◆ Records for the exercise ◆
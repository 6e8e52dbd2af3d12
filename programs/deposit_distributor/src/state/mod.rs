pub mod distributor_state;

pub use distributor_state::*;
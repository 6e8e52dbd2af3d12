use anchor_lang::prelude::*;

// Variant order fixes the numeric error codes (6000 + ordinal) that clients
// assert on. Append new variants at the end.
#[error_code]
pub enum DistributorError {
    // Lifecycle errors
    #[msg("Distribution has already started")]
    DistributionAlreadyStarted,
    #[msg("Deposit deadline has been reached")]
    DeadlineReached,
    #[msg("Deposit deadline has not been reached yet")]
    DeadlineNotReached,

    // Admission errors
    #[msg("Maximum number of deposits reached")]
    DepositLimitReached,
    #[msg("User has already deposited")]
    AlreadyDeposited,

    // Configuration errors
    #[msg("Max deposits must be between 1 and MAX_DEPOSITS")]
    InvalidMaxDeposits,
    #[msg("Deadline must be in the future")]
    InvalidDeadline,

    // Amount validation errors
    #[msg("Deposit amount is below the minimum deposit")]
    InvalidDepositAmount,

    // Payout account errors
    #[msg("Participant accounts count does not match the number of depositors")]
    ParticipantAccountsMismatch,
    #[msg("Participant account does not match the recorded depositor")]
    ParticipantAccountMismatch,

    // System level errors
    #[msg("Arithmetic overflow")]
    ArithmeticOverflow,

    // Payout account errors (appended)
    #[msg("Participant account must be writable")]
    ParticipantAccountNotWritable,
}
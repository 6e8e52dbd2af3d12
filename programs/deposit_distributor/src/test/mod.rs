use anchor_lang::error::Error;
use anchor_lang::prelude::*;
use crate::error::DistributorError;
use crate::state::DepositDistributor;


/// Fixed "current time" used as creation time by the fixtures
pub const NOW: i64 = 1_700_000_000;

/// Deposit window used by the fixtures (3 days)
pub const WINDOW: i64 = 3 * 24 * 60 * 60;

/// Deadline of the fixture distributors
pub const DEADLINE: i64 = NOW + WINDOW;

/// Rent-exempt minimum of an empty account under the default rent
/// - Smallest deposit the program accepts
pub const MIN_DEPOSIT: u64 = 890_880;

/// Deposit amount used by the fixtures (2.6 SOL)
pub const DEPOSIT_AMOUNT: u64 = 2_600_000_000;

/// Open distributor created at `NOW` with a 3 day window
pub fn open_distributor(max_deposits: u32) -> DepositDistributor {
    DepositDistributor::new(255, max_deposits, DEADLINE, 1, Pubkey::new_unique(), NOW)
        .expect("fixture configuration is valid")
}

pub fn users(count: usize) -> Vec<Pubkey> {
    (0..count).map(|_| Pubkey::new_unique()).collect()
}

/// Asserts that `result` failed with the program error `expected`
pub fn assert_program_error<T: std::fmt::Debug>(result: Result<T>, expected: DistributorError) {
    match result {
        Err(Error::AnchorError(error)) => assert_eq!(
            error.error_code_number,
            u32::from(expected),
            "expected {:?}, got {}",
            expected,
            error.error_name
        ),
        other => panic!("expected {:?}, got {:?}", expected, other),
    }
}
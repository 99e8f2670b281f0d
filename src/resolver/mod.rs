//! Out-of-band version resolution
//!
//! Extracts the `__version__` string literal from a version declaration
//! file without importing or executing anything. Only literal assignments
//! are supported:
//!
//! ```text
//! __version__ = "0.20.1"
//! __version__ = '1!0+dev'  # dev sentinel
//! ```
//!
//! Other bindings in the file are ignored.

use crate::domain::VersionString;
use crate::error::VersionFileError;
use regex::Regex;
use std::path::Path;
use std::sync::LazyLock;

// Matches a `__version__ = <rhs>` binding; the right-hand side is
// validated separately against LITERAL_RE.
static BINDING_RE: LazyLock<Regex> =
    LazyLock::new(|| Regex::new(r"(?m)^\s*__version__\s*=\s*(.+?)\s*$").unwrap());

// A single- or double-quoted string literal, optionally followed by a comment
static LITERAL_RE: LazyLock<Regex> =
    LazyLock::new(|| Regex::new(r#"^(?:"([^"]*)"|'([^']*)')\s*(?:#.*)?$"#).unwrap());

/// Resolves the version bound to `__version__` in the given file
pub fn resolve_version(path: &Path) -> Result<VersionString, VersionFileError> {
    if !path.exists() {
        return Err(VersionFileError::not_found(path));
    }

    let content = std::fs::read_to_string(path)
        .map_err(|e| VersionFileError::read_error(path, e))?;

    parse_version(&content, path)
}

/// Parses the `__version__` binding out of version-file content
pub fn parse_version(content: &str, path: &Path) -> Result<VersionString, VersionFileError> {
    let caps = BINDING_RE
        .captures(content)
        .ok_or_else(|| VersionFileError::missing_binding(path))?;

    let rhs = caps.get(1).map(|m| m.as_str()).unwrap_or_default();

    let literal = LITERAL_RE
        .captures(rhs)
        .ok_or_else(|| VersionFileError::malformed_literal(path, rhs))?;

    let value = literal
        .get(1)
        .or_else(|| literal.get(2))
        .map(|m| m.as_str())
        .unwrap_or_default();

    Ok(VersionString::new(value))
}
//! CLI argument parsing module for verpin

use clap::Parser;
use std::path::PathBuf;

/// Packaging metadata generator for Python integration packages
#[derive(Parser, Debug, Clone)]
#[command(
    name = "verpin",
    version,
    about = "Packaging metadata generator with out-of-band version resolution"
)]
pub struct CliArgs {
    /// Package root directory containing setup.toml (default: current directory)
    #[arg(default_value = ".")]
    pub path: PathBuf,

    /// Explicit manifest path overriding <path>/setup.toml
    #[arg(long)]
    pub manifest: Option<PathBuf>,

    // Output options
    /// Output resolved metadata in JSON format
    #[arg(long)]
    pub json: bool,

    /// Print only the final install requirements, one per line
    #[arg(long)]
    pub requires: bool,

    /// Validate the package without emitting metadata
    #[arg(long)]
    pub check: bool,

    /// Enable verbose output
    #[arg(long)]
    pub verbose: bool,

    /// Enable quiet mode - minimal output
    #[arg(short, long)]
    pub quiet: bool,
}
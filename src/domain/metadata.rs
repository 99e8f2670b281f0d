//! Distribution metadata structures

use crate::domain::VersionString;
use serde::{Deserialize, Serialize};

/// The resolved distribution metadata consumed by a packaging tool
#[derive(Debug, Clone, PartialEq, Eq, Serialize, Deserialize)]
pub struct DistMetadata {
    /// Distribution name
    pub name: String,
    /// Resolved version
    pub version: VersionString,
    /// Author name
    pub author: String,
    /// Author contact address
    pub author_email: String,
    /// License identifier
    pub license: String,
    /// One-line description
    pub description: String,
    /// Project URL
    pub url: String,
    /// Trove classifiers
    pub classifiers: Vec<String>,
    /// Discovered importable packages, dotted paths in sorted order
    pub packages: Vec<String>,
    /// Final install requirements in declared order
    pub requires: Vec<String>,
    /// Whether the distribution is safe to install zipped
    pub zip_safe: bool,
}

impl DistMetadata {
    /// Returns true if this metadata describes a development build
    pub fn is_dev_build(&self) -> bool {
        self.version.is_dev()
    }
}
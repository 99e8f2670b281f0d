//! JSON output formatter for machine processing

use crate::generator::GeneratorResult;
use crate::output::{OutputFormatter, Verbosity};
use serde::Serialize;
use std::io::Write;

/// JSON formatter for machine-readable output
pub struct JsonFormatter {
    /// Verbosity level affects detail in output
    verbosity: Verbosity,
}

impl JsonFormatter {
    /// Create a new JSON formatter
    pub fn new(verbosity: Verbosity) -> Self {
        Self { verbosity }
    }
}

/// JSON representation of the full result
#[derive(Serialize)]
struct JsonOutput<'a> {
    /// The resolved distribution metadata
    #[serde(flatten)]
    metadata: &'a crate::domain::DistMetadata,
    /// Whether the version is the development sentinel
    dev_build: bool,
    /// Source of the resolved version, included in verbose mode
    #[serde(skip_serializing_if = "Option::is_none")]
    version_file: Option<String>,
}

impl OutputFormatter for JsonFormatter {
    fn format(&self, result: &GeneratorResult, writer: &mut dyn Write) -> std::io::Result<()> {
        let version_file = match self.verbosity {
            Verbosity::Verbose => Some(result.version_file.display().to_string()),
            _ => None,
        };

        let output = JsonOutput {
            metadata: &result.metadata,
            dev_build: result.metadata.is_dev_build(),
            version_file,
        };

        let json = serde_json::to_string_pretty(&output)?;
        writeln!(writer, "{}", json)
    }
}
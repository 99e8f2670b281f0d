//! verpin - Packaging metadata generator CLI
//!
//! Resolves a package version out-of-band from its version declaration
//! file, builds the dependency list with the companion package pinned to
//! that version (unless it is a development build), and emits the full
//! distribution metadata.

use clap::Parser;
use std::io::{self, Write};
use std::process::ExitCode;
use verpin::cli::CliArgs;
use verpin::generator::Generator;
use verpin::output::{create_formatter, OutputConfig};

fn main() -> ExitCode {
    let args = CliArgs::parse();

    match run(args) {
        Ok(exit_code) => exit_code,
        Err(e) => {
            eprintln!("Error: {}", e);
            ExitCode::FAILURE
        }
    }
}

/// Main application logic
fn run(args: CliArgs) -> anyhow::Result<ExitCode> {
    // Print version info in verbose mode
    if args.verbose {
        eprintln!("verpin v{}", env!("CARGO_PKG_VERSION"));
        eprintln!("Target: {}", args.path.display());
        if args.check {
            eprintln!("Mode: check");
        }
    }

    let generator = Generator::new(args.clone());
    let result = generator.run()?;

    if args.check {
        if !args.quiet {
            println!(
                "ok: {} {} ({} requirement(s), {} package(s))",
                result.metadata.name,
                result.metadata.version,
                result.metadata.requires.len(),
                result.metadata.packages.len()
            );
        }
        return Ok(ExitCode::SUCCESS);
    }

    let output_config = OutputConfig::from_cli(args.json, args.requires, args.verbose, args.quiet);
    let formatter = create_formatter(output_config);

    let mut stdout = io::stdout().lock();
    formatter.format(&result, &mut stdout)?;
    stdout.flush()?;

    Ok(ExitCode::SUCCESS)
}
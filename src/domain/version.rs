//! Resolved version value type
//!
//! Versions follow PEP 440 and may carry an epoch (`1!0+dev`), so no
//! semver-style parsing is applied. The only comparison the domain needs
//! is exact string equality against the development sentinel.

use serde::{Deserialize, Serialize};
use std::fmt;

/// Version string marking an unreleased/development build
pub const DEV_SENTINEL: &str = "1!0+dev";

/// A version string resolved from a version declaration file
#[derive(Debug, Clone, PartialEq, Eq, Hash, Serialize, Deserialize)]
#[serde(transparent)]
pub struct VersionString(String);

impl VersionString {
    /// Creates a new VersionString from the resolved literal
    pub fn new(raw: impl Into<String>) -> Self {
        Self(raw.into())
    }

    /// Returns the raw version text
    pub fn as_str(&self) -> &str {
        &self.0
    }

    /// Returns true if this is the development sentinel
    pub fn is_dev(&self) -> bool {
        self.0 == DEV_SENTINEL
    }
}

impl fmt::Display for VersionString {
    fn fmt(&self, f: &mut fmt::Formatter<'_>) -> fmt::Result {
        write!(f, "{}", self.0)
    }
}

impl From<&str> for VersionString {
    fn from(raw: &str) -> Self {
        Self::new(raw)
    }
}

#[cfg(test)]
mod tests {
    use super::*;

    #[test]
    fn test_version_string_new() {
        let ver = VersionString::new("0.20.1");
        assert_eq!(ver.as_str(), "0.20.1");
    }

    #[test]
    fn test_is_dev_sentinel() {
        let ver = VersionString::new(DEV_SENTINEL);
        assert!(ver.is_dev());
    }

    #[test]
    fn test_is_dev_release() {
        let ver = VersionString::new("1.2.3");
        assert!(!ver.is_dev());
    }

    #[test]
    fn test_is_dev_is_exact_match() {
        // Near-sentinel strings are releases, not dev builds
        assert!(!VersionString::new("1!0+dev1").is_dev());
        assert!(!VersionString::new("0+dev").is_dev());
        assert!(!VersionString::new("1!0").is_dev());
    }

    #[test]
    fn test_version_preserved_verbatim() {
        let ver = VersionString::new("1!2.3.4rc1+build.5");
        assert_eq!(ver.as_str(), "1!2.3.4rc1+build.5");
    }

    #[test]
    fn test_display_trait() {
        let ver = VersionString::new("0.20.1");
        assert_eq!(format!("{}", ver), "0.20.1");
    }

    #[test]
    fn test_from_str() {
        let ver: VersionString = "0.20.1".into();
        assert_eq!(ver, VersionString::new("0.20.1"));
    }

    #[test]
    fn test_serde_transparent() {
        let ver = VersionString::new("0.20.1");
        let json = serde_json::to_string(&ver).unwrap();
        assert_eq!(json, "\"0.20.1\"");

        let parsed: VersionString = serde_json::from_str(&json).unwrap();
        assert_eq!(parsed, ver);
    }
}
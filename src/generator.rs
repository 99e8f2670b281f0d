//! Metadata generation pipeline
//!
//! Coordinates the workflow: load manifest → resolve version → build
//! dependency set → discover packages → assemble metadata. Synchronous
//! and run-to-completion; the first failing step aborts the run.

use crate::cli::CliArgs;
use crate::domain::{DependencySet, DistMetadata, VersionString};
use crate::error::AppError;
use crate::manifest::SetupManifest;
use crate::packages::find_packages;
use crate::resolver::resolve_version;
use std::path::PathBuf;

/// Coordinates metadata generation for a single package root
pub struct Generator {
    args: CliArgs,
}

/// Result of running the generator
#[derive(Debug)]
pub struct GeneratorResult {
    /// The assembled distribution metadata
    pub metadata: DistMetadata,
    /// Path the version was resolved from
    pub version_file: PathBuf,
}

impl Generator {
    /// Creates a new Generator from CLI arguments
    pub fn new(args: CliArgs) -> Self {
        Self { args }
    }

    /// Runs the full pipeline and assembles the distribution metadata
    pub fn run(&self) -> Result<GeneratorResult, AppError> {
        let manifest = match &self.args.manifest {
            Some(path) => SetupManifest::load_file(path)?,
            None => SetupManifest::load(&self.args.path)?,
        };

        let version_file = manifest.version_file_path();
        self.note(&format!("resolving version from {}", version_file.display()));
        let version = resolve_version(&version_file)?;
        self.note(&format!("resolved version {}", version));

        let dependencies = DependencySet::build(
            &manifest.dependencies.install,
            manifest.dependencies.companion.as_deref(),
            &version,
        )?;

        let packages = find_packages(&manifest.root, &manifest.package.exclude_packages)?;
        self.note(&format!("discovered {} package(s)", packages.len()));

        let metadata = assemble(&manifest, version, packages, &dependencies);
        Ok(GeneratorResult {
            metadata,
            version_file,
        })
    }

    fn note(&self, message: &str) {
        if self.args.verbose && !self.args.quiet {
            eprintln!("verpin: {}", message);
        }
    }
}

/// Assembles the final metadata from resolved parts
fn assemble(
    manifest: &SetupManifest,
    version: VersionString,
    packages: Vec<String>,
    dependencies: &DependencySet,
) -> DistMetadata {
    DistMetadata {
        name: manifest.package.name.clone(),
        version,
        author: manifest.package.author.clone(),
        author_email: manifest.package.author_email.clone(),
        license: manifest.package.license.clone(),
        description: manifest.package.description.clone(),
        url: manifest.package.url.clone(),
        classifiers: manifest.package.classifiers.clone(),
        packages,
        requires: dependencies.render(),
        zip_safe: manifest.package.zip_safe,
    }
}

◆ What the task requires ◆
Your answer should be the lines of the records that hold the string "OutputFormatter".

◆ Exercise result ◆
use crate::output::{OutputFormatter, Verbosity};
impl OutputFormatter for JsonFormatter {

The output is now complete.